The first milk that your body produces is called colostrum and is a thick and yellow milk. It is often referred to as “liquid gold” because of it’s antioxidants. You can think of it like baby’s first super food! 🙂 It may seem like your baby isn’t getting much, but remember that their stomach is only the size of a cherry, so they don’t need that much the first few days.

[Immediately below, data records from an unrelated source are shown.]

//! Version numbers and version ordering
//!
//! - [`number`]: `major.minor.patch` parsing and comparison
//! - [`info`]: per-release metadata and the preferred-first ordering of
//!   version lists

pub mod info;
pub mod number;

pub use info::{PackageDependency, SampleData, VersionInfo, VersionMetadata};
pub use number::VersionNumber;
//! Remote registry access
//!
//! - [`npm`]: npm-compatible HTTP registry
//! - [`types`]: wire types shared with on-disk package manifests

pub mod npm;
pub mod types;

#[cfg(test)]
use mockall::automock;

use crate::catalog::record::PackageRecord;
use crate::error::RegistryError;

pub use npm::NpmRegistry;
pub use types::IndexEntry;

/// Trait for reading package metadata from a registry
#[cfg_attr(test, automock)]
#[async_trait::async_trait]
pub trait Registry: Send + Sync {
    /// Lightweight reachability check against the registry root
    async fn ping(&self) -> Result<(), RegistryError>;

    /// Fetch the registry-wide index of package names and latest versions
    async fn fetch_index(&self) -> Result<Vec<IndexEntry>, RegistryError>;

    /// Fetch the full version history of one package
    ///
    /// # Returns
    /// * `Ok(PackageRecord)` - Every published version, in registry order
    /// * `Err(RegistryError)` - If the fetch fails
    async fn fetch_package(&self, package_name: &str) -> Result<PackageRecord, RegistryError>;
}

Though they may not be getting much milk at  a time, they will certainly be nursing often. For the first few weeks, baby will breastfeed 8-12 times a day. This typically means every 2-3 hours  over a 24 hour time period. It is important to nurse when the baby is hungry and to let the baby finish before ending the breastfeeding session. Your body will produce the milk baby needs, it learns how to by following the cues of the frequency and length of feeding sessions that the baby is requiring.

How Do I know My Baby is Getting Enough Milk?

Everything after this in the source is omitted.